The proportion of hips reconstructed with pelvic osteotomy for the more affected hip was not significantly different between cohorts, 69.2% in the UHR cohort and 57.7% in the BHR cohort (p = 0.51). However, of the less affected hips in the BHR cohort, only 25% had a pelvic osteotomy as part of the reconstruction.
The average AI of the UHR group preoperatively was 24.1° (SD 4.0°). In the BHR group, the average AI of the more affected hip was 32.7° (SD 5.5°), and 26.5° (SD 4.3°) in the less affected hip. The average AI of hips reconstructed with pelvic osteotomy in the UHR group was 40.5° (SD 9.6°) compared to 25.8° (SD 3.2°) in those that did not have a pelvic osteotomy. In the BHR group, the average AI of hips reconstructed with pelvic osteotomy was 35.4° (SD 5.4°) for the worse hip, compared to 25.9° (SD 2.4°) in those worse hips that did not have a pelvic osteotomy. For the less affected hip, that is, the hip with the lower MP, the average AI of hips reconstructed with pelvic osteotomy was 33.9° (SD 2.1°), compared to 25.1° (SD 4.1°) in those less affected hips that did not have a pelvic osteotomy.
On analysis of hips that suffered relapse to MP > 33% by last follow-up, in the UHR group, the mean AI was 26.6° (SD 8.4°) compared to 24.5° (SD 4.3°) in those that remained with an MP of < 33%. For the worse hip in the BHR group, relapsed hips had an AI of 23.8° (SD 2.8°) compared to 23.4° (SD 2.2°) in those that did not relapse. For the better hip in the BHR group, relapsed hips had an AI of 22.3° (SD 2.0°) compared to 22.9° (SD 2.3°) in those that did not relapse. No group showed a significant difference, suggesting that recurrence of migration is not likely to have a causal relationship with AI.

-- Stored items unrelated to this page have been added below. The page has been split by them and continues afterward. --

//! External process execution with timeout and output bounds
//!
//! Every bridge call goes through a [`CommandRunner`]. The system implementation runs the
//! command line through the platform shell, so quoting is the caller's job. There are no
//! retries here; callers that need a retry policy implement it themselves.

use crate::config::{DEFAULT_COMMAND_TIMEOUT_MS, DEFAULT_MAX_OUTPUT_BYTES, DeviceConfig};
use crate::error::{MobileError, Result};
use async_trait::async_trait;
use std::process::Stdio;
use std::time::Duration;
use tokio::io::{AsyncRead, AsyncReadExt};
use tokio::process::Command;

/// Bounds applied to a single command invocation
#[derive(Debug, Clone, Copy, PartialEq, Eq)]
pub struct ExecOptions {
    pub timeout: Duration,
    pub max_output_bytes: usize,
}

impl Default for ExecOptions {
    fn default() -> Self {
        Self {
            timeout: Duration::from_millis(DEFAULT_COMMAND_TIMEOUT_MS),
            max_output_bytes: DEFAULT_MAX_OUTPUT_BYTES,
        }
    }
}

impl ExecOptions {
    /// Options for short capture and diagnostic calls
    pub fn command(config: &DeviceConfig) -> Self {
        Self {
            timeout: config.command_timeout_duration(),
            max_output_bytes: config.max_output_bytes,
        }
    }

    /// Options for bulk transfers such as screenshots
    pub fn transfer(config: &DeviceConfig) -> Self {
        Self {
            timeout: config.transfer_timeout_duration(),
            max_output_bytes: config.max_output_bytes,
        }
    }

    /// Builder method: set the timeout
    pub fn timeout(mut self, timeout: Duration) -> Self {
        self.timeout = timeout;
        self
    }
}

/// Runs fully formed command lines and returns their standard output
#[async_trait]
pub trait CommandRunner: Send + Sync {
    /// Run a command and return its raw standard output
    async fn run_bytes(&self, command: &str, options: ExecOptions) -> Result<Vec<u8>>;

    /// Run a command and return its standard output as text
    async fn run_text(&self, command: &str, options: ExecOptions) -> Result<String> {
        let bytes = self.run_bytes(command, options).await?;
        Ok(String::from_utf8_lossy(&bytes).into_owned())
    }
}

/// [`CommandRunner`] that spawns real processes through the platform shell
#[derive(Debug, Clone, Copy, Default)]
pub struct SystemRunner;

fn shell_command(command: &str) -> Command {
    if cfg!(windows) {
        let mut cmd = Command::new("cmd");
        cmd.arg("/C").arg(command);
        cmd
    } else {
        let mut cmd = Command::new("sh");
        cmd.arg("-c").arg(command);
        cmd
    }
}

async fn read_capped<R: AsyncRead + Unpin>(stream: Option<R>, cap: u64) -> std::io::Result<Vec<u8>> {
    let mut buf = Vec::new();
    if let Some(stream) = stream {
        let mut limited = stream.take(cap);
        limited.read_to_end(&mut buf).await?;
    }
    Ok(buf)
}

#[async_trait]
impl CommandRunner for SystemRunner {
    async fn run_bytes(&self, command: &str, options: ExecOptions) -> Result<Vec<u8>> {
        log::debug!("exec: {}", command);

        let execution_error = |stderr: String| MobileError::Execution {
            command: command.to_string(),
            stderr,
        };

        let mut child = shell_command(command)
            .stdin(Stdio::null())
            .stdout(Stdio::piped())
            .stderr(Stdio::piped())
            .kill_on_drop(true)
            .spawn()
            .map_err(|e| execution_error(e.to_string()))?;

        let stdout = child.stdout.take();
        let stderr = child.stderr.take();
        // one byte over the limit is enough to detect overflow
        let cap = options.max_output_bytes as u64 + 1;

        let work = async {
            let (out, err) = tokio::try_join!(read_capped(stdout, cap), read_capped(stderr, cap))?;
            let status = child.wait().await?;
            Ok::<_, std::io::Error>((status, out, err))
        };
        let outcome = tokio::time::timeout(options.timeout, work).await;

        let (status, out, err) = match outcome {
            Ok(Ok(collected)) => collected,
            Ok(Err(e)) => return Err(execution_error(e.to_string())),
            Err(_) => {
                let _ = child.start_kill();
                return Err(MobileError::Timeout {
                    command: command.to_string(),
                    timeout_ms: options.timeout.as_millis() as u64,
                });
            }
        };

        if out.len() > options.max_output_bytes {
            return Err(execution_error(format!(
                "output exceeded {} bytes",
                options.max_output_bytes
            )));
        }

        if !status.success() {
            let stderr = String::from_utf8_lossy(&err).trim().to_string();
            let stderr = if stderr.is_empty() {
                format!("exited with {}", status)
            } else {
                stderr
            };
            return Err(execution_error(stderr));
        }

        Ok(out)
    }
}

/// Quote a single argument for a POSIX shell command line
pub fn shell_quote(arg: &str) -> String {
    if !arg.is_empty()
        && arg
            .chars()
            .all(|c| c.is_ascii_alphanumeric() || "-_./:=@%+,".contains(c))
    {
        return arg.to_string();
    }
    format!("'{}'", arg.replace('\'', r"'\''"))
}

/// Canned [`CommandRunner`] for adapter tests
#[cfg(test)]
pub(crate) mod scripted {
    use super::*;
    use std::collections::VecDeque;
    use std::sync::Mutex;

    struct Rule {
        pattern: String,
        replies: VecDeque<std::result::Result<Vec<u8>, String>>,
    }

    /// Replies to commands containing a registered pattern; the last reply of a rule repeats
    #[derive(Default)]
    pub struct ScriptedRunner {
        rules: Mutex<Vec<Rule>>,
        calls: Mutex<Vec<String>>,
    }

    impl ScriptedRunner {
        pub fn new() -> Self {
            Self::default()
        }

        pub fn ok(self, pattern: &str, stdout: impl Into<Vec<u8>>) -> Self {
            self.push(pattern, Ok(stdout.into()))
        }

        pub fn fail(self, pattern: &str, stderr: &str) -> Self {
            self.push(pattern, Err(stderr.to_string()))
        }

        fn push(self, pattern: &str, reply: std::result::Result<Vec<u8>, String>) -> Self {
            {
                let mut rules = self.rules.lock().unwrap();
                match rules.iter_mut().find(|r| r.pattern == pattern) {
                    Some(rule) => rule.replies.push_back(reply),
                    None => rules.push(Rule {
                        pattern: pattern.to_string(),
                        replies: VecDeque::from([reply]),
                    }),
                }
            }
            self
        }

        pub fn calls(&self) -> Vec<String> {
            self.calls.lock().unwrap().clone()
        }

        pub fn count(&self, pattern: &str) -> usize {
            self.calls().iter().filter(|c| c.contains(pattern)).count()
        }
    }

    #[async_trait]
    impl CommandRunner for ScriptedRunner {
        async fn run_bytes(&self, command: &str, _options: ExecOptions) -> Result<Vec<u8>> {
            self.calls.lock().unwrap().push(command.to_string());
            let mut rules = self.rules.lock().unwrap();
            let rule = rules
                .iter_mut()
                .find(|r| command.contains(&r.pattern))
                .ok_or_else(|| MobileError::Execution {
                    command: command.to_string(),
                    stderr: "sh: command not found".to_string(),
                })?;
            let reply = if rule.replies.len() > 1 {
                rule.replies.pop_front()
            } else {
                rule.replies.front().cloned()
            };
            match reply {
                Some(Ok(bytes)) => Ok(bytes),
                Some(Err(stderr)) => Err(MobileError::Execution {
                    command: command.to_string(),
                    stderr,
                }),
                None => Ok(Vec::new()),
            }
        }
    }
}
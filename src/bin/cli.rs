//! Mobile-use command line
//!
//! Runs single automation steps against a device without an MCP client. Results are
//! printed to stdout as JSON.

use anyhow::{Context, Result};
use base64::Engine as _;
use clap::{Parser, Subcommand};
use mobile_use::observe::{ObserveMode, ObserveOptions};
use mobile_use::{DeviceConfig, MobileSession, Platform};
use std::path::PathBuf;

#[derive(Parser)]
#[command(name = "mobile-use")]
#[command(version)]
#[command(about = "Drive Android and iOS devices from the command line", long_about = None)]
struct Cli {
    /// Target platform
    #[arg(long, short = 'P', global = true, default_value = "android")]
    platform: Platform,

    /// Device serial or UDID (default: first usable device)
    #[arg(long, short = 'd', global = true)]
    device: Option<String>,

    #[command(subcommand)]
    command: Command,
}

#[derive(Subcommand)]
enum Command {
    /// List devices for the platform
    Devices,
    /// Print screen size, density and orientation
    ScreenInfo,
    /// Print the UI tree
    Tree {
        /// Keep elements without text that are not clickable
        #[arg(long)]
        all: bool,
    },
    /// Save a compressed screenshot
    Screenshot {
        /// Output file
        #[arg(long, short = 'o', default_value = "screenshot.jpg")]
        out: PathBuf,
    },
    /// Wait for the screen to settle, then print the UI tree
    Observe {
        /// Upper bound on the wait in milliseconds
        #[arg(long, default_value = "10000")]
        timeout_ms: u64,

        /// Keep elements without text that are not clickable
        #[arg(long)]
        all: bool,
    },
    /// Run any registered tool with JSON parameters
    Tool {
        /// Tool name, e.g. mobile_tap
        name: String,

        /// JSON parameters; platform and deviceId are filled in from the global flags
        #[arg(default_value = "{}")]
        params: String,
    },
}

#[tokio::main(flavor = "current_thread")]
async fn main() -> Result<()> {
    env_logger::Builder::from_env(env_logger::Env::default().default_filter_or("warn"))
        .target(env_logger::Target::Stderr)
        .init();

    let cli = Cli::parse();
    let session = MobileSession::new(DeviceConfig::from_env());
    let device = cli.device.as_deref();

    let output = match cli.command {
        Command::Devices => {
            let devices = session.adapter(cli.platform).list_devices().await?;
            serde_json::to_value(devices)?
        }
        Command::ScreenInfo => {
            let id = session.resolve_device(cli.platform, device).await?;
            let info = session.adapter(cli.platform).get_screen_info(&id).await?;
            serde_json::to_value(info)?
        }
        Command::Tree { all } => {
            let params = serde_json::json!({
                "platform": cli.platform,
                "deviceId": device,
                "includeAll": all,
            });
            session.execute_tool("mobile_ui_tree", params).await?.data
        }
        Command::Screenshot { out } => {
            let id = session.resolve_device(cli.platform, device).await?;
            let raw = session.adapter(cli.platform).screenshot(&id).await?;
            let shot = session.compressor().compress(&raw)?;
            let bytes = base64::engine::general_purpose::STANDARD.decode(&shot.base64)?;
            tokio::fs::write(&out, bytes)
                .await
                .with_context(|| format!("writing {}", out.display()))?;
            serde_json::json!({
                "deviceId": id,
                "path": out,
                "width": shot.width,
                "height": shot.height,
            })
        }
        Command::Observe { timeout_ms, all } => {
            let mut options = ObserveOptions::new(ObserveMode::UiTree, cli.platform).stabilize(timeout_ms, 500);
            if let Some(id) = device {
                options = options.device_id(id);
            }
            if all {
                options = options.unfiltered();
            }
            let observation = session.observe(&options).await?;
            serde_json::to_value(observation)?
        }
        Command::Tool { name, params } => {
            let mut params: serde_json::Value =
                serde_json::from_str(&params).context("tool parameters must be a JSON object")?;
            let object = params
                .as_object_mut()
                .context("tool parameters must be a JSON object")?;
            object
                .entry("platform")
                .or_insert_with(|| serde_json::json!(cli.platform));
            if let Some(id) = device {
                object.entry("deviceId").or_insert_with(|| serde_json::json!(id));
            }
            let result = session.execute_tool(&name, params).await?;
            serde_json::to_value(result)?
        }
    };

    println!("{}", serde_json::to_string_pretty(&output)?);
    Ok(())
}
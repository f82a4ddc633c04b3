use crate::config::DeviceConfig;
use crate::session::MobileSession;
use rmcp::{
    ServerHandler,
    handler::server::router::tool::ToolRouter,
    model::{Implementation, ProtocolVersion, ServerCapabilities, ServerInfo},
    tool_handler,
};
use std::sync::Arc;

/// MCP server exposing the device automation tools
#[derive(Clone)]
pub struct MobileServer {
    session: Arc<MobileSession>,
    tool_router: ToolRouter<Self>,
}

impl MobileServer {
    /// Create a server driving real bridges with the given configuration
    pub fn new(config: DeviceConfig) -> Self {
        Self::with_session(Arc::new(MobileSession::new(config)))
    }

    /// Create a server around an existing session; clones share it
    pub fn with_session(session: Arc<MobileSession>) -> Self {
        Self {
            session,
            tool_router: Self::tool_router(),
        }
    }

    pub fn session(&self) -> Arc<MobileSession> {
        self.session.clone()
    }
}

#[tool_handler]
impl ServerHandler for MobileServer {
    fn get_info(&self) -> ServerInfo {
        ServerInfo {
            protocol_version: ProtocolVersion::V_2024_11_05,
            capabilities: ServerCapabilities::builder().enable_tools().build(),
            server_info: Implementation::from_build_env(),
            instructions: Some(
                "Automates Android devices/emulators and iOS simulators/devices. \
                 Every tool takes 'platform' (android or ios) and an optional 'deviceId'; \
                 the first usable device is used when it is omitted. \
                 Start with 'mobile_list_devices', read the screen with 'mobile_ui_tree' or \
                 'mobile_screenshot', then act with taps, swipes and text input. \
                 Action tools accept 'observe' (none, ui_tree, screenshot, both) to capture the \
                 result in the same call; set 'stabilize' to wait for animations to finish."
                    .to_string(),
            ),
        }
    }
}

In the UHR group, 10.8% of hips required an open reduction for reconstruction. Of these four hips, three were in the group that did not relapse and one in the relapsed group. There is no statistical significance between groups; therefore p = 0.58.
In the BHR group, 6.1% of more affected hips required an open reduction (two hips in the group that did not relapse and one in the group that did relapse) for reconstruction (not significant, p = 0.41), and 2.1% of the less affected hips (one case found in the group that did not relapse). All hips requiring an open reduction had an MI of over 100% preoperatively. There was no statistical difference between those hips that relapsed and those that did not with regard to open reduction of the hip during reconstruction.
In the UHR cohort, 41% of the more affected hips relapsed to less than 30° of abduction, whereas in the BHR cohort, 38.5% relapsed to less than 30° of abduction (p = 0.8). In the UHR cohort, the unreconstructed hip relapsed to less than 30° of abduction in 38.5% of patients, compared to 26.9% of patients in the less affected BHR group, which was not statistically significant (p = 0.07)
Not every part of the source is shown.